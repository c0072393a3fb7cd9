//! Render a small sample map to a PNG.
//!
//! Usage: `mapview-demo [OUTPUT.png] [SETTINGS.json]`

use std::process::ExitCode;

use mapview_core::{
    Color, DashPattern, Feature, Layer, LineSymbol, Map, Point, PointSymbol, PolygonSymbol,
    ShapeKind, Symbol,
};
use mapview_renderer::{render_pixmap, RenderError, RenderSettings};

fn sample_map() -> Map {
    let mut map = Map::new("demo");

    let lakes = Layer::new(
        "lakes",
        PolygonSymbol::new(Color::rgb(0, 0, 139), Color::rgb(173, 216, 230)),
    )
    .with_features([
        Feature::new(vec![
            Point::new(100.0, 120.0),
            Point::new(340.0, 90.0),
            Point::new(420.0, 260.0),
            Point::new(180.0, 330.0),
        ]),
        Feature::new(vec![
            Point::new(520.0, 380.0),
            Point::new(680.0, 360.0),
            Point::new(640.0, 520.0),
        ]),
    ]);

    let roads = Layer::new(
        "roads",
        LineSymbol::new(Color::rgb(139, 69, 19), 3.0, DashPattern::Solid),
    )
    .with_features([
        Feature::new(vec![
            Point::new(20.0, 560.0),
            Point::new(300.0, 420.0),
            Point::new(760.0, 80.0),
        ]),
        Feature::new(vec![Point::new(60.0, 40.0), Point::new(720.0, 560.0)]),
    ]);

    let town = PointSymbol::new(ShapeKind::DOTTED_CIRCLE, Color::rgb(220, 20, 60), 14.0);
    let towns = Layer::new("towns", town).with_features([Feature::new(vec![
        Point::new(300.0, 420.0),
        Point::new(450.0, 300.0),
        Point::new(620.0, 160.0),
    ])]);

    // Sites drawn with one random variant of the town marker each.
    let mut rng = rand::rng();
    let sites = [(150.0, 480.0), (560.0, 250.0), (700.0, 460.0)];
    let variants = Symbol::Point(town).random_variants(sites.len(), &mut rng);
    for (symbol, (x, y)) in variants.into_iter().zip(sites) {
        map.add_layer(Layer::new("site", symbol).with_features([Feature::point(Point::new(x, y))]));
    }

    map.add_layer(lakes);
    map.add_layer(roads);
    map.add_layer(towns);
    map
}

fn run() -> Result<(), RenderError> {
    let mut args = std::env::args().skip(1);
    let output = args.next().unwrap_or_else(|| "map.png".to_string());
    let settings = match args.next() {
        Some(path) => RenderSettings::from_json(&std::fs::read_to_string(path)?)?,
        None => RenderSettings::default(),
    };

    let mut map = sample_map();
    map.zoom_to_full_extent(
        settings.width as f64,
        settings.height as f64,
        settings.fit_margin,
    );

    let (surface, stats) = render_pixmap(&map, &settings)?;
    surface.save_png(&output)?;
    log::info!(
        "wrote {output} ({} layers, {} features)",
        stats.layers_drawn,
        stats.features_drawn
    );
    Ok(())
}

fn main() -> ExitCode {
    env_logger::Builder::from_env(env_logger::Env::default().default_filter_or("info")).init();
    match run() {
        Ok(()) => ExitCode::SUCCESS,
        Err(e) => {
            log::error!("{e}");
            ExitCode::FAILURE
        }
    }
}
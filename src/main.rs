use std::time::{Duration, Instant};

use eframe::egui;
use tokio::spawn;
use tokio::sync::mpsc::{self, Receiver, Sender};
use tokio_util::sync::CancellationToken;
use tracing::{error, info};
use tracing_subscriber::EnvFilter;

mod codec;
mod error;
mod machine;
mod resolver;
mod session;
mod signal;
mod widget;

use machine::Phase;
use session::PulseManager;
use signal::{GuiSignal, SessionSignal};

const TREADMILL_SPEEDS: [u8; 5] = [2, 4, 6, 8, 10];

#[tokio::main]
async fn main() {
    tracing_subscriber::fmt()
        .with_env_filter(
            EnvFilter::try_from_default_env().unwrap_or_else(|_| EnvFilter::new("info")),
        )
        .init();

    let (tx_to_gui, rx_from_session) = mpsc::channel(128);
    let (tx_to_session, rx_from_gui) = mpsc::channel(128);
    let shutdown = CancellationToken::new();

    let mut manager = PulseManager::new(tx_to_gui, rx_from_gui, shutdown.clone());
    spawn(async move {
        if let Err(err) = manager.run().await {
            error!("session manager exited: {err:#}");
        }
    });

    let native_options = eframe::NativeOptions::default();
    if let Err(err) = eframe::run_native(
        "pulsemon",
        native_options,
        Box::new(|cc| Ok(Box::new(WorkoutApp::new(cc, rx_from_session, tx_to_session, shutdown)))),
    ) {
        error!("gui terminated: {err}");
    }
}

enum Screen {
    Start,
    Workout,
}

struct WorkoutApp {
    rx_from_session: Receiver<SessionSignal>,
    tx_to_session: Sender<GuiSignal>,
    shutdown: CancellationToken,
    screen: Screen,
    live_heart_rate: u16,
    phase: Phase,
    sensor_name: Option<String>,
    selected_speed: Option<u8>,
    workout_started: Option<Instant>,
}

impl WorkoutApp {
    fn new(
        _cc: &eframe::CreationContext<'_>,
        rx_from_session: Receiver<SessionSignal>,
        tx_to_session: Sender<GuiSignal>,
        shutdown: CancellationToken,
    ) -> Self {
        WorkoutApp {
            rx_from_session,
            tx_to_session,
            shutdown,
            screen: Screen::Start,
            live_heart_rate: 0,
            phase: Phase::Idle,
            sensor_name: None,
            selected_speed: None,
            workout_started: None,
        }
    }

    fn read_channel(&mut self) {
        while let Ok(signal) = self.rx_from_session.try_recv() {
            match signal {
                SessionSignal::HeartRate { bpm } => self.live_heart_rate = bpm,
                SessionSignal::Phase(phase) => self.phase = phase,
                SessionSignal::SensorFound(name) => self.sensor_name = Some(name),
            }
        }
    }

    fn start_workout(&mut self) {
        let _ = self.tx_to_session.try_send(GuiSignal::StartWorkout);
        self.screen = Screen::Workout;
        self.live_heart_rate = 0;
        self.phase = Phase::Idle;
        self.sensor_name = None;
        self.selected_speed = None;
        self.workout_started = Some(Instant::now());
    }

    fn stop_workout(&mut self) {
        let _ = self.tx_to_session.try_send(GuiSignal::StopWorkout);
        self.screen = Screen::Start;
        self.live_heart_rate = 0;
        self.workout_started = None;
    }

    fn formatted_time(&self) -> String {
        let secs = self
            .workout_started
            .map(|started| started.elapsed().as_secs())
            .unwrap_or(0);
        format!("{:02}:{:02}:{:02}", secs / 3600, (secs % 3600) / 60, secs % 60)
    }

    fn show_start_screen(&mut self, ctx: &egui::Context) {
        egui::CentralPanel::default().show(ctx, |ui| {
            ui.vertical_centered(|ui| {
                ui.add_space(60.0);
                ui.heading("Treadmill Monitor");
                ui.add_space(10.0);
                ui.label("Ready to start your workout?");
                ui.add_space(40.0);
                if ui.add(widget::get_start_button()).clicked() {
                    self.start_workout();
                }
            });
        });
    }

    fn show_workout_screen(&mut self, ctx: &egui::Context) {
        egui::CentralPanel::default().show(ctx, |ui| {
            ui.vertical_centered(|ui| {
                ui.add_space(20.0);
                ui.heading("Heart Rate");
                ui.add(widget::get_heart_rate_label(self.live_heart_rate));
                ui.label(widget::phase_text(self.phase));
                if let Some(name) = &self.sensor_name {
                    ui.label(format!("Sensor: {name}"));
                }
                ui.add_space(10.0);
                ui.add(widget::get_elapsed_label(&self.formatted_time()));

                ui.add_space(30.0);
                ui.label(egui::RichText::new("Set Speed:").size(18.0).strong());
                ui.horizontal(|ui| {
                    // center the row of speed buttons by padding evenly
                    let total = TREADMILL_SPEEDS.len() as f32 * 70.0;
                    let pad = ((ui.available_width() - total) / 2.0).max(0.0);
                    ui.add_space(pad);
                    for speed in TREADMILL_SPEEDS {
                        let selected = self.selected_speed == Some(speed);
                        if ui.add(widget::get_speed_button(speed, selected)).clicked() {
                            self.selected_speed = Some(speed);
                            info!("treadmill speed set to {speed}");
                        }
                        ui.add_space(10.0);
                    }
                });
                if let Some(speed) = self.selected_speed {
                    ui.label(format!("Current speed: {speed}"));
                }

                ui.add_space(30.0);
                if ui.add(widget::get_stop_button()).clicked() {
                    self.stop_workout();
                }
            });
        });
    }
}

impl eframe::App for WorkoutApp {
    fn update(&mut self, ctx: &egui::Context, _frame: &mut eframe::Frame) {
        self.read_channel();

        match self.screen {
            Screen::Start => self.show_start_screen(ctx),
            Screen::Workout => self.show_workout_screen(ctx),
        }

        // keep the timer and BPM readout moving without busy repainting
        ctx.request_repaint_after(Duration::from_millis(100));
    }

    fn on_exit(&mut self, _gl: Option<&eframe::glow::Context>) {
        self.shutdown.cancel();
    }
}
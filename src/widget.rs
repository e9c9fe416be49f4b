use eframe::egui::{Button, Color32, Label, RichText, Rounding};

use crate::machine::Phase;

pub fn get_heart_rate_label(bpm: u16) -> Label {
    let live_hr_text = RichText::new(format!("{bpm} BPM"))
        .color(Color32::RED)
        .size(50.0)
        .strong();

    Label::new(live_hr_text)
}

pub fn get_elapsed_label(elapsed: &str) -> Label {
    let elapsed_text = RichText::new(format!("Workout time: {elapsed}")).size(22.0);

    Label::new(elapsed_text)
}

pub fn get_speed_button(speed: u8, selected: bool) -> Button<'static> {
    let speed_text = RichText::new(format!("{speed}"))
        .color(Color32::WHITE)
        .size(20.0);

    let fill = if selected {
        Color32::from_rgb(40, 90, 220)
    } else {
        Color32::from_rgb(90, 120, 200)
    };

    Button::new(speed_text)
        .fill(fill)
        .rounding(Rounding::same(30.0))
        .min_size(eframe::egui::Vec2::new(60.0, 60.0))
}

pub fn get_start_button() -> Button<'static> {
    let text = RichText::new("Start Workout")
        .color(Color32::WHITE)
        .size(20.0);

    Button::new(text)
        .fill(Color32::from_rgb(30, 150, 60))
        .rounding(Rounding::same(15.0))
        .min_size(eframe::egui::Vec2::new(220.0, 44.0))
}

pub fn get_stop_button() -> Button<'static> {
    let text = RichText::new("Stop Workout")
        .color(Color32::WHITE)
        .size(20.0);

    Button::new(text)
        .fill(Color32::from_rgb(200, 40, 40))
        .rounding(Rounding::same(15.0))
        .min_size(eframe::egui::Vec2::new(220.0, 44.0))
}

pub fn phase_text(phase: Phase) -> &'static str {
    match phase {
        Phase::Idle => "Waiting for bluetooth...",
        Phase::Scanning => "Searching for a sensor...",
        Phase::Connecting => "Connecting...",
        Phase::DiscoveringServices | Phase::DiscoveringCharacteristics => {
            "Setting up the sensor..."
        }
        Phase::Subscribing => "Subscribing...",
        Phase::Streaming => "Live",
        Phase::Disconnected => "Disconnected",
    }
}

▸ Work task: Go to the line in the material above that contains "let mut map = sample_map();" and copy exactly from there through the line that contains "mod resolver;", stopping after it.

▸ Answer to the exercise:
    let mut map = sample_map();
    map.zoom_to_full_extent(
        settings.width as f64,
        settings.height as f64,
        settings.fit_margin,
    );

    let (surface, stats) = render_pixmap(&map, &settings)?;
    surface.save_png(&output)?;
    log::info!(
        "wrote {output} ({} layers, {} features)",
        stats.layers_drawn,
        stats.features_drawn
    );
    Ok(())
}

fn main() -> ExitCode {
    env_logger::Builder::from_env(env_logger::Env::default().default_filter_or("info")).init();
    match run() {
        Ok(()) => ExitCode::SUCCESS,
        Err(e) => {
            log::error!("{e}");
            ExitCode::FAILURE
        }
    }
}
filename src/main.rs
use std::time::{Duration, Instant};

use eframe::egui;
use tokio::spawn;
use tokio::sync::mpsc::{self, Receiver, Sender};
use tokio_util::sync::CancellationToken;
use tracing::{error, info};
use tracing_subscriber::EnvFilter;

mod codec;
mod error;
mod machine;
mod resolver;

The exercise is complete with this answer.